As a blue-collar, Christian family living in Missouri’s corner of the Lower Mississippi Delta region – a place where tradition and conservative values reign supreme – my parents’ brand of strictness wasn’t uncommon. The area was, and still is, a devout sector of the Bible Belt. Yet despite being dedicated followers of a religion that says a woman’s glory is in her hair, my parents never seemed to mind when I wanted to cut my hair short. One of my earliest memories includes me cutting my own hair with kitchen scissors and not getting in trouble for it. When I was looking for photos to accompany this essay, I realized I had short hair for most of my childhood. I hadn’t thought about it much before, and I suppose that’s because my parents never made a big deal about my preference for short bobs and pixie cuts.

Paying for them was my responsibility, but hair dye, hair products, and styling tools weren’t an issue for my parents, either. I dyed my hair red, yellow, and black. (I searched and searched for photos of my black hair with no luck – sadly, black hair dye didn’t last very long on my naturally blond hair.) I had highlights and lowlights, sometimes simultaneously. I experimented with flat irons, curling irons, crimping irons, and a wide variety of gels, mousses, sprays, and leave-in conditioners.

As a teenager living in a pre-Instagram, pre-smartphone, pre-WiFi world, I spent hours in the magazine section of my local Walmart, happily researching hair-care tips and product recommendations before making my way to the health and beauty aisle.

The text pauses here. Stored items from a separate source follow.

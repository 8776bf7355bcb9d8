//! Beacon ingestion, resume pointers, and the enrolled content view.

use axum::http::StatusCode;
use serde_json::{Value, json};

use lectern_core::database::ports::catalog::MockCatalogRepository;
use lectern_core::database::ports::enrollments::MockEnrollmentsRepository;
use lectern_core::database::ports::watch_progress::MockWatchProgressRepository;
use lectern_model::{CourseId, CourseStatus, EnrollmentId, LectureId, SectionId, UserId};

mod support;
use support::{
    bearer, build_test_server, course, enrollment, learner_token, lecture, section, watched,
};

#[tokio::test]
async fn progress_report_requires_a_token() {
    let server = build_test_server(
        MockCatalogRepository::new(),
        MockEnrollmentsRepository::new(),
        MockWatchProgressRepository::new(),
    );

    let response = server
        .post(&format!(
            "/api/v1/user/courses/{}/lectures/{}/progress",
            CourseId::new(),
            LectureId::new()
        ))
        .json(&json!({ "watched_seconds": 30 }))
        .await;
    response.assert_status(StatusCode::UNAUTHORIZED);
}

#[tokio::test]
async fn negative_watched_seconds_is_a_bad_request() {
    let server = build_test_server(
        MockCatalogRepository::new(),
        MockEnrollmentsRepository::new(),
        MockWatchProgressRepository::new(),
    );

    let response = server
        .post(&format!(
            "/api/v1/user/courses/{}/lectures/{}/progress",
            CourseId::new(),
            LectureId::new()
        ))
        .add_header("Authorization", bearer(&learner_token(UserId::new())))
        .json(&json!({ "watched_seconds": -10 }))
        .await;
    response.assert_status(StatusCode::BAD_REQUEST);

    let body: Value = response.json();
    assert_eq!(body["error"]["code"], "validation_error");
}

#[tokio::test]
async fn mid_lecture_beacon_returns_stored_state() {
    let user_id = UserId::new();
    let course_id = CourseId::new();
    let section_id = SectionId::new();
    let lecture_id = LectureId::new();

    let mut catalog = MockCatalogRepository::new();
    let l = lecture(lecture_id, section_id, 0, 600);
    catalog
        .expect_get_lecture()
        .returning(move |_| Ok(Some(l.clone())));
    let s = section(section_id, course_id, 0);
    catalog
        .expect_get_section()
        .returning(move |_| Ok(Some(s.clone())));

    let mut enrollments = MockEnrollmentsRepository::new();
    let e = enrollment(EnrollmentId::new(), user_id, course_id);
    enrollments
        .expect_get()
        .returning(move |_, _| Ok(Some(e.clone())));
    enrollments
        .expect_touch_last_access()
        .times(1)
        .returning(|_, _| Ok(()));

    let mut watch = MockWatchProgressRepository::new();
    watch
        .expect_upsert_monotonic()
        .returning(move |u, c, l, secs, done| Ok(watched(u, c, l, secs, done)));

    let server = build_test_server(catalog, enrollments, watch);
    let response = server
        .post(&format!(
            "/api/v1/user/courses/{course_id}/lectures/{lecture_id}/progress"
        ))
        .add_header("Authorization", bearer(&learner_token(user_id)))
        .json(&json!({ "watched_seconds": 120 }))
        .await;
    response.assert_status_ok();

    let body: Value = response.json();
    assert_eq!(body["watched_seconds"], 120);
    assert_eq!(body["is_completed"], false);
    assert_eq!(body["newly_completed"], false);
    assert_eq!(body["course_progress"], 0);
}

#[tokio::test]
async fn beacon_accepts_original_wire_keys() {
    let user_id = UserId::new();
    let course_id = CourseId::new();
    let section_id = SectionId::new();
    let lecture_id = LectureId::new();

    let mut catalog = MockCatalogRepository::new();
    let l = lecture(lecture_id, section_id, 0, 600);
    catalog
        .expect_get_lecture()
        .returning(move |_| Ok(Some(l.clone())));
    let s = section(section_id, course_id, 0);
    catalog
        .expect_get_section()
        .returning(move |_| Ok(Some(s.clone())));

    let mut enrollments = MockEnrollmentsRepository::new();
    let e = enrollment(EnrollmentId::new(), user_id, course_id);
    enrollments
        .expect_get()
        .returning(move |_, _| Ok(Some(e.clone())));
    enrollments
        .expect_touch_last_access()
        .returning(|_, _| Ok(()));

    let mut watch = MockWatchProgressRepository::new();
    watch
        .expect_upsert_monotonic()
        .withf(|_, _, _, secs, done| *secs == 90 && !*done)
        .times(1)
        .returning(move |u, c, l, secs, done| Ok(watched(u, c, l, secs, done)));

    let server = build_test_server(catalog, enrollments, watch);
    let response = server
        .post(&format!(
            "/api/v1/user/courses/{course_id}/lectures/{lecture_id}/progress"
        ))
        .add_header("Authorization", bearer(&learner_token(user_id)))
        .json(&json!({ "watchedDuration": 90, "isLectureCompleted": false }))
        .await;
    response.assert_status_ok();

    let body: Value = response.json();
    assert_eq!(body["watched_seconds"], 90);
}

#[tokio::test]
async fn unenrolled_beacon_is_forbidden() {
    let mut enrollments = MockEnrollmentsRepository::new();
    enrollments.expect_get().returning(|_, _| Ok(None));

    let server = build_test_server(
        MockCatalogRepository::new(),
        enrollments,
        MockWatchProgressRepository::new(),
    );
    let response = server
        .post(&format!(
            "/api/v1/user/courses/{}/lectures/{}/progress",
            CourseId::new(),
            LectureId::new()
        ))
        .add_header("Authorization", bearer(&learner_token(UserId::new())))
        .json(&json!({ "watched_seconds": 30 }))
        .await;
    response.assert_status(StatusCode::FORBIDDEN);
}

#[tokio::test]
async fn resume_points_at_last_active_lecture() {
    let user_id = UserId::new();
    let course_id = CourseId::new();
    let section_id = SectionId::new();
    let lecture_id = LectureId::new();

    let mut enrollments = MockEnrollmentsRepository::new();
    let mut e = enrollment(EnrollmentId::new(), user_id, course_id);
    e.progress = 40;
    e.last_lecture_id = Some(lecture_id);
    enrollments
        .expect_get()
        .returning(move |_, _| Ok(Some(e.clone())));

    let mut catalog = MockCatalogRepository::new();
    let l = lecture(lecture_id, section_id, 2, 600);
    catalog
        .expect_get_lecture()
        .returning(move |_| Ok(Some(l.clone())));

    let mut watch = MockWatchProgressRepository::new();
    watch
        .expect_get()
        .returning(move |u, c, l| Ok(Some(watched(u, c, l, 250, false))));

    let server = build_test_server(catalog, enrollments, watch);
    let response = server
        .get(&format!("/api/v1/user/courses/{course_id}/resume"))
        .add_header("Authorization", bearer(&learner_token(user_id)))
        .await;
    response.assert_status_ok();

    let body: Value = response.json();
    assert_eq!(body["lecture_id"], lecture_id.to_string());
    assert_eq!(body["watched_seconds"], 250);
    assert_eq!(body["progress"], 40);
}

#[tokio::test]
async fn resume_drops_deleted_lecture_pointer() {
    let user_id = UserId::new();
    let course_id = CourseId::new();
    let lecture_id = LectureId::new();

    let mut enrollments = MockEnrollmentsRepository::new();
    let mut e = enrollment(EnrollmentId::new(), user_id, course_id);
    e.last_lecture_id = Some(lecture_id);
    enrollments
        .expect_get()
        .returning(move |_, _| Ok(Some(e.clone())));

    let mut catalog = MockCatalogRepository::new();
    let mut l = lecture(lecture_id, SectionId::new(), 0, 600);
    l.is_deleted = true;
    catalog
        .expect_get_lecture()
        .returning(move |_| Ok(Some(l.clone())));

    let server = build_test_server(catalog, enrollments, MockWatchProgressRepository::new());
    let response = server
        .get(&format!("/api/v1/user/courses/{course_id}/resume"))
        .add_header("Authorization", bearer(&learner_token(user_id)))
        .await;
    response.assert_status_ok();

    let body: Value = response.json();
    assert!(body.get("lecture_id").is_none());
}

#[tokio::test]
async fn content_view_reports_per_section_progress() {
    let user_id = UserId::new();
    let course_id = CourseId::new();
    let section_id = SectionId::new();
    let enrollment_id = EnrollmentId::new();
    let done_id = LectureId::new();
    let pending_id = LectureId::new();

    let mut catalog = MockCatalogRepository::new();
    let c = course(course_id, CourseStatus::Published);
    catalog
        .expect_get_course()
        .returning(move |_| Ok(Some(c.clone())));
    let s = section(section_id, course_id, 0);
    catalog
        .expect_active_sections()
        .returning(move |_| Ok(vec![s.clone()]));
    let listing = vec![
        lecture(done_id, section_id, 0, 300),
        lecture(pending_id, section_id, 1, 300),
    ];
    catalog
        .expect_active_lectures()
        .returning(move |_| Ok(listing.clone()));

    let mut enrollments = MockEnrollmentsRepository::new();
    let mut e = enrollment(enrollment_id, user_id, course_id);
    e.progress = 50;
    enrollments
        .expect_get()
        .returning(move |_, _| Ok(Some(e.clone())));
    enrollments
        .expect_completed_lecture_ids()
        .returning(move |_| Ok(vec![done_id]));

    let server = build_test_server(catalog, enrollments, MockWatchProgressRepository::new());
    let response = server
        .get(&format!("/api/v1/user/courses/{course_id}/content"))
        .add_header("Authorization", bearer(&learner_token(user_id)))
        .await;
    response.assert_status_ok();

    let body: Value = response.json();
    assert_eq!(body["progress"], 50);
    assert_eq!(body["sections"][0]["progress"], 50);
    assert_eq!(body["completed_lecture_ids"][0], done_id.to_string());
}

The term “bodily autonomy” didn’t enter my vocabulary until I reached my 20s. When I was a kid, the concept wasn’t championed in mainstream culture like it is now, and it certainly wasn’t a topic my youth pastors covered. In fact, the churches I attended were big proponents of purity culture, which actively teaches young people that their bodies belong to God and their future spouses – not to themselves. I can’t remember my parents ever discussing bodily autonomy with me either, but they knew what they were doing when they allowed me total control over my hair.

I recently asked them about it, and they said they gave me free rein with my hair because “we thought that was your choice.” In the most holistic way, they did teach me about bodily autonomy, and I’ll always be grateful to them for that.

Although I’ve lived in the Bible Belt for most of my life, I stopped attending church as soon as I moved out of my parents’ house. I came out of the bisexual closet in my mid-20s, I usually vote for Democrats, and I own multiple bikinis. As an adult, I don’t share most of my parents’ political and religious views, but I’m happy to say I’ve never let go of what they taught me about being in charge of my hair.

Several years ago – after ending my relationship with the controlling boyfriend I mentioned earlier – I dated a guy who hinted that he didn’t want me to cut my long hair shorter than shoulder length. A few days later, I got a chin-length bob. In 2021, I realized I hadn’t gotten bangs in years – even though I love them – because someone once told me they made me look unattractive. I got bangs a few days later.

I’m fortunate to have found a talented hairdresser who isn’t afraid to give me bold, short hairstyles – which isn’t a given in my region. She always acts excited to see me. “You’re my only client who ever wants to do anything fun!” she often tells me, lamenting the fact that most of the women she works with repeatedly request “long layers.” I scheduled a haircut with her the other day, and I can hardly wait to see what we do next.